VPM: Your Philanthropic Dollars at Work

Modern building under construction next to a commercial storefront, with traffic lights visible.
VPMs new headquarters building in downtown Richmond. Image credit; VPM

The following missive comes from an email blast distributed by an unidentified “whistle blower” at Virginia Public Media unhappy about public radio’s priorities. I have not vetted this story, and readers should be sensitive to the fact VPM might offer a very different spin, but the allegations seem plausible enough to examine more closely. — JAB


VPM, central Virginia’s PBS and NPR member, is spending $80 million of the public’s (FCC spectrum auction) money on a shiny new downtown campus when most of downtown Richmond, including the vacated Richmond Times-Dispatch newsroom, is available for cheap.

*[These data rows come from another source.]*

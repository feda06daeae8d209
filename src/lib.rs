//! light-http - local static-file servers stitched together by path aliases
//!
//! This library provides:
//! - [`ServerInstance`](instance::ServerInstance), a supervisor for one named
//!   server with an optional HTTP and an optional HTTPS listener
//! - Path aliases that forward `/{prefix}/...` to another server's listen URL
//! - A pluggable serve primitive ([`Serve`](listener::Serve)) with a hyper based
//!   static file implementation
//! - A persisted fleet of servers backed by a JSON configuration file

pub mod config;
pub mod error;
pub mod fleet;
pub mod instance;
pub mod listener;
pub mod pool;
pub mod rewrite;
pub mod server;
pub mod tls;
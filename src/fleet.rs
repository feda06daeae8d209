//! A persisted, user-managed list of servers
//!
//! This is the model behind an interactive front end (a tray menu in the
//! desktop program): entries can be created, started, stopped, restarted,
//! re-pointed at another directory and flagged for auto start. The supervisor
//! itself never touches the filesystem; the fleet converts between
//! [`ServerInstance`]s and the descriptors stored by [`ConfigStore`].

use crate::config::{ConfigIoError, ConfigStore, FleetConfig, PortConfig, ServerDescriptor};
use crate::error::ServerError;
use crate::instance::ServerInstance;
use crate::listener::Serve;
use futures::future::join_all;
use serde::Serialize;
use std::path::{Path, PathBuf};
use std::sync::Arc;
use thiserror::Error;
use tracing::{error, info, warn};

/// First HTTP port handed to servers created through [`Fleet::create_server`]
pub const FIRST_CREATED_PORT: u16 = 8080;

#[derive(Debug, Error)]
pub enum FleetError {
    #[error("unknown server id '{0}'")]
    UnknownServer(String),

    #[error("a server with id '{0}' already exists")]
    DuplicateServer(String),

    #[error(transparent)]
    Server(#[from] ServerError),
}

#[derive(Debug)]
pub struct FleetEntry {
    pub id: String,
    pub server: ServerInstance,
    pub auto_start: bool,
    /// Last startup failure, cleared by the next successful start
    pub warning: Option<String>,
}

impl FleetEntry {
    pub fn descriptor(&self) -> ServerDescriptor {
        ServerDescriptor {
            name: self.server.name().to_string(),
            path: self.server.path().to_path_buf(),
            port: PortConfig {
                http: self.server.http_port(),
                https: self.server.https_port(),
            },
            auto_start: self.auto_start,
        }
    }
}

/// What a front end needs to render one entry
#[derive(Debug, Clone, PartialEq, Serialize)]
pub struct MenuItem {
    pub id: String,
    pub label: String,
    pub running: bool,
    pub path: PathBuf,
    pub auto_start: bool,
    pub warning: Option<String>,
}
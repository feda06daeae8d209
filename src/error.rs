//! Error types for the supervisor and JSON error responses for the listeners

use http_body_util::{combinators::BoxBody, BodyExt, Full};
use hyper::body::Bytes;
use hyper::{Response, StatusCode};
use serde::Serialize;
use thiserror::Error;

/// Errors raised by a [`ServerInstance`](crate::instance::ServerInstance)
#[derive(Debug, Error)]
pub enum ServerError {
    /// Malformed alias path, alias URL or constructor argument
    #[error("validation error: {0}")]
    Validation(String),

    /// Operation requires a running target instance
    #[error("server {0} must be alive before creating an alias")]
    Precondition(String),

    /// One of the enabled listeners failed to bind
    #[error("unable to start the server {name}: {cause}")]
    Startup {
        name: String,
        #[source]
        cause: ServeError,
    },
}

impl ServerError {
    pub fn validation(message: impl Into<String>) -> Self {
        ServerError::Validation(message.into())
    }

    pub fn is_startup(&self) -> bool {
        matches!(self, ServerError::Startup { .. })
    }
}

/// Errors reported by a listener through its event channel
#[derive(Debug, Error)]
pub enum ServeError {
    #[error("failed to bind {addr}: {source}")]
    Bind {
        addr: String,
        #[source]
        source: std::io::Error,
    },

    #[error("TLS setup failed: {0}")]
    Tls(String),

    #[error("listener closed before it started listening")]
    Closed,
}

/// Error codes for responses produced by a listener itself
#[derive(Debug, Clone, Copy, Serialize)]
#[serde(rename_all = "SCREAMING_SNAKE_CASE")]
pub enum ServeErrorCode {
    /// Request path is not valid percent-encoded UTF-8
    BadRequest,
    /// No file under the served directory
    NotFound,
    /// Path escapes the served directory
    Forbidden,
    /// Static files only answer GET and HEAD
    MethodNotAllowed,
    /// Rewrite target could not be reached
    UpstreamFailed,
    /// Rewrite produced an unusable target URL
    BadRewrite,
    /// Internal listener error
    InternalError,
}

impl ServeErrorCode {
    /// Get the default HTTP status code for this error
    pub fn status_code(&self) -> StatusCode {
        match self {
            ServeErrorCode::BadRequest => StatusCode::BAD_REQUEST,
            ServeErrorCode::NotFound => StatusCode::NOT_FOUND,
            ServeErrorCode::Forbidden => StatusCode::FORBIDDEN,
            ServeErrorCode::MethodNotAllowed => StatusCode::METHOD_NOT_ALLOWED,
            ServeErrorCode::UpstreamFailed => StatusCode::BAD_GATEWAY,
            ServeErrorCode::BadRewrite => StatusCode::INTERNAL_SERVER_ERROR,
            ServeErrorCode::InternalError => StatusCode::INTERNAL_SERVER_ERROR,
        }
    }

    /// Get the error code as a string for the X-Server-Error header
    pub fn as_header_value(&self) -> &'static str {
        match self {
            ServeErrorCode::BadRequest => "BAD_REQUEST",
            ServeErrorCode::NotFound => "NOT_FOUND",
            ServeErrorCode::Forbidden => "FORBIDDEN",
            ServeErrorCode::MethodNotAllowed => "METHOD_NOT_ALLOWED",
            ServeErrorCode::UpstreamFailed => "UPSTREAM_FAILED",
            ServeErrorCode::BadRewrite => "BAD_REWRITE",
            ServeErrorCode::InternalError => "INTERNAL_ERROR",
        }
    }
}

/// JSON error response body
#[derive(Debug, Serialize)]
pub struct ErrorResponse {
    /// The error code
    pub code: ServeErrorCode,
    /// Human-readable error message
    pub message: String,
    /// HTTP status code (for reference)
    pub status: u16,
}

impl ErrorResponse {
    pub fn new(code: ServeErrorCode, message: impl Into<String>) -> Self {
        Self {
            status: code.status_code().as_u16(),
            code,
            message: message.into(),
        }
    }

    pub fn to_json(&self) -> String {
        serde_json::to_string(self).unwrap_or_else(|_| {
            format!(
                r#"{{"code":"{}","message":"{}","status":{}}}"#,
                self.code.as_header_value(),
                self.message.replace('\"', "\\\""),
                self.status
            )
        })
    }
}

/// Create a JSON error response with X-Server-Error header
pub fn json_error_response(
    code: ServeErrorCode,
    message: impl Into<String>,
) -> Response<BoxBody<Bytes, hyper::Error>> {
    let error = ErrorResponse::new(code, message);
    let status = code.status_code();
    let body = error.to_json();

    Response::builder()
        .status(status)
        .header("Content-Type", "application/json")
        .header("X-Server-Error", code.as_header_value())
        .body(Full::new(Bytes::from(body)).map_err(|e| match e {}).boxed())
        .expect("valid response with StatusCode enum and static headers")
}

We already have too much unused square footage here in No. Chesterfield. As an insider, I know you will hear no shortage of PR this year about investing in downtown and the public, etc. I remind you still that this is as much as $80 million blown, without a second thought, during the worst funding crisis in PBS+NPR history.

VPM is laying off reporters and starving journalism. Ben Paviour, Focal Point VA, forcing out Craig Carper, EP Roberta Oster and others who call bullshit on management. Docking unused vacation days. Reducing full-time-equivalents, to fund management spending and ridiculous overhead.

As you will see in its 990 public filings, VPM is paying its top two executives, J. Swain and S. Humble, a half a million dollars each. They live big, town and country. On the public’s money.

This same management is asking Richmond to help it plug a $1.8 million funding gap from the CPB endgame. This is a supposed gap; VPM spends a tiny bit of the $9 or $10 million a year it can afford to on news. The real estate, debt and salary numbers are all there for anyone to see in VPM’s public financial statements.

What you won’t find in those statements is financial mismanagement, including writing down at least $600,000 on the postponed 2020 Menuhin international music festival. We didn’t buy insurance. We also paid exorbitant kill fees to documentaries by Katie Couric and Nick Kristof and wife. And other insider projects. Millions just down the drain. You have more than enough money to make polished video. But the stuff you put out there, including the commercial in front of the new building, looks made by high schoolers. 

Where is our board? Where is the community? The donors? Philanthropic malpractice all around.